A senior Bush administration source briefed last month on the intelligence said it was “pretty thin,” and might be enough to reach the legal standard of “probable cause” to bring an indictment but not enough for conviction.

Both Pincus and the editor thought the draft “a little strong,” and Woodward agreed. “Though the sources were excellent,” he wrote, “they were only saying the evidence was skimpy. None were asserting that WMD would not be found in Iraq after a war.” Instead the Post on March 16, 2003, ran a much-toned-down version by Pincus on page A17, under the headline, “US Lacks Specifics on Banned Arms.”

Looking back, Woodward writes,

I did not feel I had enough information to effectively challenge the official conclusions about Iraq’s alleged WMD. In light of subsequent events, I should have pushed for a front page story, even on the eve of war, presenting more forcefully what our sources were saying.

This account reveals something about Woodward’s method.
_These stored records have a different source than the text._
use crate::{
  config::HostQueryConfig,
  constants::{DEFAULT_HTTP_PORT, DEFAULT_HTTPS_PORT},
  error::HostQueryError,
};
use std::fmt;

/* ---------------------------------------------------------- */
/// Canonical upstream published into routing state for the downstream proxy stage
#[derive(Debug, Clone, PartialEq, Eq)]
pub struct UpstreamTarget {
  /// Bare host when an authority was parsed, otherwise the full normalized string
  address: String,
  /// Effective upstream port
  port: u16,
  /// True iff the effective port is 443
  is_tls: bool,
  /// Exact string written into routing state
  published: String,
}

impl UpstreamTarget {
  /// Bare host, or the full normalized string when no authority was parsed
  pub fn address(&self) -> &str {
    &self.address
  }

  /// Effective upstream port
  pub fn port(&self) -> u16 {
    self.port
  }

  /// True iff the effective port is 443
  pub fn is_tls(&self) -> bool {
    self.is_tls
  }

  /// The exact address string published to the downstream proxy stage
  pub fn published_address(&self) -> &str {
    &self.published
  }
}

impl fmt::Display for UpstreamTarget {
  fn fmt(&self, f: &mut fmt::Formatter<'_>) -> fmt::Result {
    write!(f, "{}", self.published)
  }
}

/* ---------------------------------------------------------- */
/// Host string parsed as a URL-like value
struct ParsedHost {
  /// Lowercased scheme when a `scheme://` prefix was present
  scheme: Option<String>,
  /// Authority host component, brackets kept for IPv6 literals
  host: Option<String>,
  /// Explicit port from the authority
  port: Option<u16>,
  /// The input string, verbatim
  raw: String,
}

/// Turn a raw resolved host string into a canonical upstream target.
///
/// Tie-break order: an explicit port is authoritative; otherwise an `https` scheme
/// selects 443; otherwise a scheme-less host falls back to `default_https_scheme`.
/// The published address keeps the reference dual form: `host:port` when an
/// authority was parsed, the raw string (suffixed with `:443` when the port was
/// defaulted to 443) when not.
pub fn normalize(resolved_host: &str, config: &HostQueryConfig) -> Result<UpstreamTarget, HostQueryError> {
  // Empty resolution means "no override": substitute the configured default upstream.
  let effective = if resolved_host.is_empty() {
    config.default_upstream.as_str()
  } else {
    resolved_host
  };

  let parsed = parse_host_url(effective)?;

  let (port, defaulted_to_tls) = match parsed.port {
    Some(port) => (port, false),
    None => {
      let tls = matches!(parsed.scheme.as_deref(), Some("https"))
        || (parsed.scheme.is_none() && config.default_https_scheme);
      if tls { (DEFAULT_HTTPS_PORT, true) } else { (DEFAULT_HTTP_PORT, false) }
    }
  };
  let is_tls = port == DEFAULT_HTTPS_PORT;

  let (address, published) = match &parsed.host {
    Some(host) => (host.clone(), format!("{host}:{port}")),
    None => {
      let published = if defaulted_to_tls {
        format!("{}:{}", parsed.raw, DEFAULT_HTTPS_PORT)
      } else {
        parsed.raw.clone()
      };
      (parsed.raw.clone(), published)
    }
  };

  Ok(UpstreamTarget {
    address,
    port,
    is_tls,
    published,
  })
}

/// Parse a host string as a URL-like value, extracting scheme, host and port when
/// syntactically present. A scheme-less string containing a path, or one with an
/// empty authority, carries no host component and falls back to the raw string.
fn parse_host_url(input: &str) -> Result<ParsedHost, HostQueryError> {
  let (scheme, rest) = match input.split_once("://") {
    Some((scheme, rest)) => {
      if !is_valid_scheme(scheme) {
        return Err(HostQueryError::InvalidHostUrl(format!("invalid scheme in `{input}`")));
      }
      (Some(scheme.to_ascii_lowercase()), rest)
    }
    None => (None, input),
  };

  let authority = match rest.find('/') {
    // A scheme-less value with a path is a path-like value without authority
    Some(_) if scheme.is_none() => {
      return Ok(ParsedHost {
        scheme,
        host: None,
        port: None,
        raw: input.to_string(),
      });
    }
    Some(idx) => &rest[..idx],
    None => rest,
  };

  if authority.is_empty() {
    return Ok(ParsedHost {
      scheme,
      host: None,
      port: None,
      raw: input.to_string(),
    });
  }

  let (host, port) = split_host_port(authority)?;
  Ok(ParsedHost {
    scheme,
    host: Some(host),
    port,
    raw: input.to_string(),
  })
}

/// Scheme = ALPHA *( ALPHA / DIGIT / "+" / "-" / "." )
fn is_valid_scheme(scheme: &str) -> bool {
  let mut chars = scheme.chars();
  chars
    .next()
    .map(|c| c.is_ascii_alphabetic())
    .unwrap_or(false)
    && chars.all(|c| c.is_ascii_alphanumeric() || c == '+' || c == '-' || c == '.')
}

/// Split an authority into host and optional explicit port.
/// Accepts bare domains, IPv4/IPv6 literals and bracketed IPv6 with port.
fn split_host_port(authority: &str) -> Result<(String, Option<u16>), HostQueryError> {
  // Bracketed IPv6 literal, optionally followed by a port
  if let Some(rest) = authority.strip_prefix('[') {
    let Some((ip, after)) = rest.split_once(']') else {
      return Err(HostQueryError::InvalidHostUrl(format!("unclosed bracket in `{authority}`")));
    };
    ip.parse::<std::net::Ipv6Addr>()
      .map_err(|_| HostQueryError::InvalidHostUrl(format!("invalid IPv6 literal in `{authority}`")))?;
    let port = match after {
      "" => None,
      p => {
        let p = p
          .strip_prefix(':')
          .ok_or_else(|| HostQueryError::InvalidHostUrl(format!("garbage after bracket in `{authority}`")))?;
        Some(parse_port(p, authority)?)
      }
    };
    return Ok((format!("[{ip}]"), port));
  }

  // Bare IP literal without port; unbracketed IPv6 gets bracketed for the published form
  if authority.parse::<std::net::IpAddr>().is_ok() {
    let host = if authority.contains(':') {
      format!("[{authority}]")
    } else {
      authority.to_string()
    };
    return Ok((host, None));
  }

  match authority.rsplit_once(':') {
    Some((host, port)) => {
      if host.is_empty() || host.contains(':') {
        return Err(HostQueryError::InvalidHostUrl(format!("invalid authority `{authority}`")));
      }
      validate_host(host)?;
      Ok((host.to_string(), Some(parse_port(port, authority)?)))
    }
    None => {
      validate_host(authority)?;
      Ok((authority.to_string(), None))
    }
  }
}

fn parse_port(port: &str, authority: &str) -> Result<u16, HostQueryError> {
  port
    .parse::<u16>()
    .map_err(|_| HostQueryError::InvalidHostUrl(format!("invalid port in `{authority}`")))
}

/// Basic DNS naming rules: alphanumeric characters, dots and hyphens, at most
/// 253 characters, no leading/trailing/consecutive dots
fn validate_host(host: &str) -> Result<(), HostQueryError> {
  let valid = !host.is_empty()
    && host.len() <= 253
    && host.chars().all(|c| c.is_ascii_alphanumeric() || c == '.' || c == '-')
    && !host.starts_with('.')
    && !host.ends_with('.')
    && !host.contains("..");
  if valid {
    Ok(())
  } else {
    Err(HostQueryError::InvalidHostUrl(format!("invalid host name `{host}`")))
  }
}

/* ---------------------------------------------------------- */
#[cfg(test)]
mod tests {
  use super::*;
  use crate::config::HostQueryConfigBuilder;

  fn config(default_https_scheme: bool, default_upstream: &str) -> HostQueryConfig {
    HostQueryConfigBuilder::default()
      .api_url("http://lookup.example/get-actual-host")
      .default_https_scheme(default_https_scheme)
      .default_upstream(default_upstream)
      .build()
      .unwrap()
  }

  #[test]
  fn test_bare_host_default_https() {
    let target = normalize("upstream.internal", &config(true, "")).unwrap();
    assert_eq!(target.address(), "upstream.internal");
    assert_eq!(target.port(), 443);
    assert!(target.is_tls());
    assert_eq!(target.published_address(), "upstream.internal:443");
  }

  #[test]
  fn test_bare_host_without_default_https() {
    let target = normalize("a.b", &config(false, "")).unwrap();
    assert_eq!(target.port(), 80);
    assert!(!target.is_tls());
    assert_eq!(target.published_address(), "a.b:80");
  }

  #[test]
  fn test_https_scheme_wins_over_flag() {
    for flag in [true, false] {
      let target = normalize("https://a.b", &config(flag, "")).unwrap();
      assert_eq!(target.port(), 443);
      assert!(target.is_tls());
      assert_eq!(target.published_address(), "a.b:443");
    }
  }

  #[test]
  fn test_http_scheme_suppresses_default() {
    let target = normalize("http://a.b", &config(true, "")).unwrap();
    assert_eq!(target.port(), 80);
    assert!(!target.is_tls());
    assert_eq!(target.published_address(), "a.b:80");
  }

  #[test]
  fn test_explicit_port_is_authoritative() {
    let target = normalize("a.b:9000", &config(true, "")).unwrap();
    assert_eq!(target.address(), "a.b");
    assert_eq!(target.port(), 9000);
    assert!(!target.is_tls());
    assert_eq!(target.published_address(), "a.b:9000");

    // explicit 443 implies TLS even under plain http scheme
    let target = normalize("http://a.b:443", &config(false, "")).unwrap();
    assert_eq!(target.port(), 443);
    assert!(target.is_tls());
  }

  #[test]
  fn test_normalize_is_idempotent_with_explicit_port() {
    let cfg = config(true, "");
    for input in ["a.b:9000", "upstream.internal", "https://a.b"] {
      let first = normalize(input, &cfg).unwrap();
      let again = normalize(&format!("{}:{}", first.address(), first.port()), &cfg).unwrap();
      assert_eq!(again.port(), first.port());
      assert_eq!(again.is_tls(), first.is_tls());
    }
  }

  #[test]
  fn test_empty_host_falls_back_to_default_upstream() {
    let target = normalize("", &config(true, "fallback.example")).unwrap();
    assert_eq!(target.address(), "fallback.example");
    assert_eq!(target.published_address(), "fallback.example:443");
  }

  #[test]
  fn test_empty_host_without_default_upstream() {
    // Reference behavior: the empty string normalizes like any other raw value
    let target = normalize("", &config(true, "")).unwrap();
    assert_eq!(target.published_address(), ":443");
    assert!(target.is_tls());

    let target = normalize("", &config(false, "")).unwrap();
    assert_eq!(target.published_address(), "");
    assert_eq!(target.port(), 80);
  }

  #[test]
  fn test_path_like_value_without_authority() {
    let target = normalize("a.b/menu/v2", &config(true, "")).unwrap();
    assert_eq!(target.address(), "a.b/menu/v2");
    assert_eq!(target.published_address(), "a.b/menu/v2:443");

    let target = normalize("a.b/menu/v2", &config(false, "")).unwrap();
    assert_eq!(target.published_address(), "a.b/menu/v2");
    assert_eq!(target.port(), 80);
  }

  #[test]
  fn test_scheme_with_path_keeps_host() {
    let target = normalize("https://a.b/menu/v2", &config(false, "")).unwrap();
    assert_eq!(target.address(), "a.b");
    assert_eq!(target.published_address(), "a.b:443");
  }

  #[test]
  fn test_ipv6_literals() {
    let target = normalize("[2001:db8::1]:8443", &config(true, "")).unwrap();
    assert_eq!(target.address(), "[2001:db8::1]");
    assert_eq!(target.port(), 8443);
    assert_eq!(target.published_address(), "[2001:db8::1]:8443");

    let target = normalize("2001:db8::1", &config(true, "")).unwrap();
    assert_eq!(target.address(), "[2001:db8::1]");
    assert_eq!(target.published_address(), "[2001:db8::1]:443");
  }

  #[test]
  fn test_invalid_values() {
    let cfg = config(true, "");
    assert!(normalize("a.b:port", &cfg).is_err());
    assert!(normalize("a.b:99999", &cfg).is_err());
    assert!(normalize("://a.b", &cfg).is_err());
    assert!(normalize("1http://a.b", &cfg).is_err());
    assert!(normalize("[2001:db8::1", &cfg).is_err());
    assert!(normalize("..a.b", &cfg).is_err());
    assert!(normalize("a..b:80", &cfg).is_err());
  }

  #[test]
  fn test_uppercase_scheme_is_lowercased() {
    let target = normalize("HTTPS://a.b", &config(false, "")).unwrap();
    assert_eq!(target.port(), 443);
    assert!(target.is_tls());
  }
}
Like most of his other books, Plan of Attack contains much information that, if disclosed in “real time,” could have had an effect on the course of events. Woodward’s books leave the impression that everything his subjects told him was embargoed until the book was ready for publication. In this case, however, Woodward was clearly free to reveal the doubts that some senior officials had expressed to him regarding the White House’s claims about Iraq’s arsenal. That he ultimately decided not to do so seems further evidence of the reluctance of the Post as well as other news organizations to challenge the administration’s case for war.

On May 26, The New York Times published a lengthy editors’ note belatedly acknowledging that the paper’s pre-war coverage “was not as rigorous as it should have been.” According to the note, which appeared at the bottom of page A10, accounts of Iraqi defectors were not analyzed with sufficient skepticism, and “articles based on dire claims about Iraq tended to get prominent display” while follow-up articles that called the original ones into question “were sometimes buried. In some cases, there was no follow-up at all.” Without explicitly mentioning it, the note incorporated many of the criticisms in my article “Now They Tell Us,” appearing in the February 26, 2004, issue of The New York Review.1

The Times deserves credit for running a detailed mea culpa. Yet the note seems less than forthright. First, it does not cite the author of any of the articles. Rather, it lays the blame on “editors at several levels” who “should have been challenging reporters and pressing for more skepticism” but who “were perhaps too intent on rushing scoops into the paper.” This is convenient for the Times, since some of those editors were part of Howell Raines’s regime and have since departed. Nowhere does the note mention Judith Miller, who wrote or co-wrote four of the six main articles cited by the paper. Michael Gordon, whose byline appeared on two of them, is mentioned, but only as the author of a letter that he sent to The New York Review in response to my article—a letter that, the Times states, “could serve as a primer on the complexities” of intelligence reporting. The note gives no hint that Gordon’s own reporting has come in for serious questioning. Such an omission seemed perplexing.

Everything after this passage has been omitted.